Dopo la seduta di ieri, alla presenza del sindaco, Sala delle Lapidi ha prelevato la delibera e l'ha messa in discussione. A votarla però sono stati solo 15 consiglieri contro i 16 necessari per il mantenimento del numero legale. Assente l'ormai ex maggioranza orlandiana - uscita volutamente dall'Aula per evitare che il piano di riequilibrio venisse affossato - il M5S e "pezzi" di centrodestra. Tra gli altri sono mancati all'appello, i consiglieri di Fratelli d'Italia Scarpinato e Ferrara (mentre il capogruppo Russo c'era), il capogruppo della Lega Gelarda e tutti i consiglieri di Forza Italia, Udc e Diventerà Bellisima. Erano invece presenti e al completo i gruppi che alla fine di gennaio scorso hanno votato contro l'atto presentato dall'amministrazione Orlando per salvare i conti del Comune: ovvero Italia Viva, +Europa, Azione e Oso, che sono pronti a riprovarci: "Alla seconda votazione saremo nuovamente compatti".

"L'ormai quasi ex sindaco Orlando ha incassato la sua ennesima sconfitta", commenta Sabrina Figuccia. "I grillini e purtroppo pure qualche esponente del centrodestra - prosegue la consigliera leghista - hanno perso l’occasione storica di dare il colpo di grazia al sindaco Orlando, preferendo un piatto di 'pasta con le sarde', che però è andato loro di traverso". Il fronte anti-Orlando è deciso a far bocciare l'aumento dell'Irpef, tant'è che il presidente Totò Orlando dovrebbe convocare il Consiglio già sabato per la seconda votazione.

Una mossa, quella del numero uno di Sala delle Lapidi, che punta ad anticipare il viaggio del sindaco a Roma (che sarebbe stato programmato lunedì), per chiudere l'accordo tra Comune e Stato.
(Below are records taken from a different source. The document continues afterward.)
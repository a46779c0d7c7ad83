//! Run command implementation.
//!
//! The `devsetup run` command checks prerequisites and then provisions.

use crate::cli::args::RunArgs;
use crate::error::Result;
use crate::logging::Logger;
use crate::plan::build_pipeline;
use crate::runner::{Pipeline, PipelineStatus};
use crate::shell::{CommandRunner, HostEnvironment, ShellExecutor};
use crate::ui::SetupTheme;

use super::dispatcher::{Command, CommandContext, CommandResult};

/// The run command implementation.
pub struct RunCommand {
    args: RunArgs,
}

impl RunCommand {
    /// Create a new run command.
    pub fn new(args: RunArgs) -> Self {
        Self { args }
    }
}

impl Command for RunCommand {
    fn execute(&self, ctx: &CommandContext) -> Result<CommandResult> {
        let config = ctx.load_config()?;
        let env = HostEnvironment::capture()?;
        let pipeline = build_pipeline(&config, &env);

        if self.args.dry_run {
            print_plan(&pipeline, &ctx.theme);
            return Ok(CommandResult::success());
        }

        let mut logger = Logger::open(&config.settings.log_path, ctx.theme.clone())?;
        let mut runner = CommandRunner::new(ShellExecutor::in_dir(&ctx.project_root), env);

        let report = pipeline.run(&mut runner, &mut logger);
        logger.flush();

        match &report.status {
            PipelineStatus::Completed => tracing::debug!(
                "Run completed in {:?}: {} executed, {} skipped",
                report.duration,
                report.executed().len(),
                report.skipped().len()
            ),
            PipelineStatus::Halted { step, .. } => {
                tracing::debug!("Run halted by '{}' after {:?}", step, report.duration)
            }
            PipelineStatus::Failed { step, message } => tracing::debug!(
                "Run failed at {}: {}",
                step.as_deref().unwrap_or("preflight"),
                message
            ),
        }

        Ok(CommandResult::from_exit_code(report.exit_code()))
    }
}

/// Print what a run would do, without touching the host.
fn print_plan(pipeline: &Pipeline, theme: &SetupTheme) {
    println!("{}", theme.format_header("Prerequisites"));
    for prereq in pipeline.prerequisites() {
        println!(
            "  {} {}",
            theme.highlight.apply_to(&prereq.name),
            theme.dim.apply_to(format!(">= {}", prereq.min_version))
        );
        println!("{}", theme.format_command(&prereq.command));
    }

    println!();
    println!("{}", theme.format_header("Steps"));
    for preview in pipeline.sequencer().preview() {
        println!(
            "  {}",
            theme.format_step(&preview.name, &preview.title, preview.satisfied)
        );
        if preview.satisfied {
            continue;
        }
        for action in &preview.actions {
            println!("{}", theme.format_command(action));
        }
    }
}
Contro Totò Orlando si scagliano i consiglieri di Avanti Insieme Pd e Sinistra Comune: "Purtroppo non mostra più quella equidistanza e imparzialità che il suo ruolo esigerebbe".

Poi aggiungono: "Continua il circo mistificatorio della nuova maggioranza di centrodestra in Consiglio che, pur avendo abbondanti numeri per votare gli atti, continua ad addossare colpe a chi ha semplicemente scelto di restare coerente al proprio mandato elettorale in questi cinque anni, senza cambi di casacca e salti della quaglia a convenienza. Siamo usciti dall'Aula, dichiarandolo apertamente, per evitare la bocciatura di un atto necessario per sbloccare finalmente i bilanci del Comune: avevamo chiesto di trattarlo martedì prossimo, proprio perché volevamo essere tutti presenti, come sempre abbiamo fatto di fronte ad atti delicati, mettendoci la faccia e assumendoci tutte le responsabilità. Se i consiglieri di centrodestra hanno veramente a cuore la città e vogliono scongiurare ulteriori aumenti delle tasse, si uniscano a noi per denunciare l’insufficienza dell’intervento dello Stato e delle misure proposte da un governo di cui fanno parte molte delle forze politiche che hanno orchestrato questo blitz a uso elettorale".

Per gli orlandiani, che con il sostegno del M5S contano dieci consiglieri, l'unica speranza per far passare l'atto è qualche defezione. Ma se solo i gruppi di Italia Viva, +Europa, Azione e Oso dovessero essere al completo - anche loro sono in dieci - la delibera non avrebbe chanche di essere approvata. Nel centrodestra, che oggi si è spaccato, c'è qualche consigliere che avrebbe abbandonato l'Aula dopo le telefonate di Orlando. Posto che nessuno però nel centrodestra voterebbe un aumento delle tasse sotto elezione, è difficile che al sindaco possa arrivare qualcuno in soccorso.

Per Alessandro Anello (Lega), tra i 15 a votare contro la delibera, il rincaro della tassa "è un attentato alle tasche dei palermitani". "Oggi ho votato contro l'aumento dell'Irpef - spiega Marianna Caronia (Lega) - perché non si può continuare a chiedere soldi ai palermitani per risanare i conti del Comune. Continuo a chiedere che l'amministrazione individui le somme necessarie per impedire un nuovo salasso per le tasche dei lavoratori dipendenti e per chiudere i bilanci. Per far questo occorre che sia il governo nazionale a trovare somme adeguate per Palermo, come ha fatto per Napoli e altre grandi città". Sul contenzioso con Amat che rischia di far saltare il piano di riequilibrio, Caronia conclude: "Qualcuno dice vada iscritto per intero come debito, qualcuno dice che non è un debito, qualcuno propone di considerare solo in parte. Insomma, un caos assoluto che purtroppo contraddistingue questa ingloriosa fine dell’esperienza Orlando."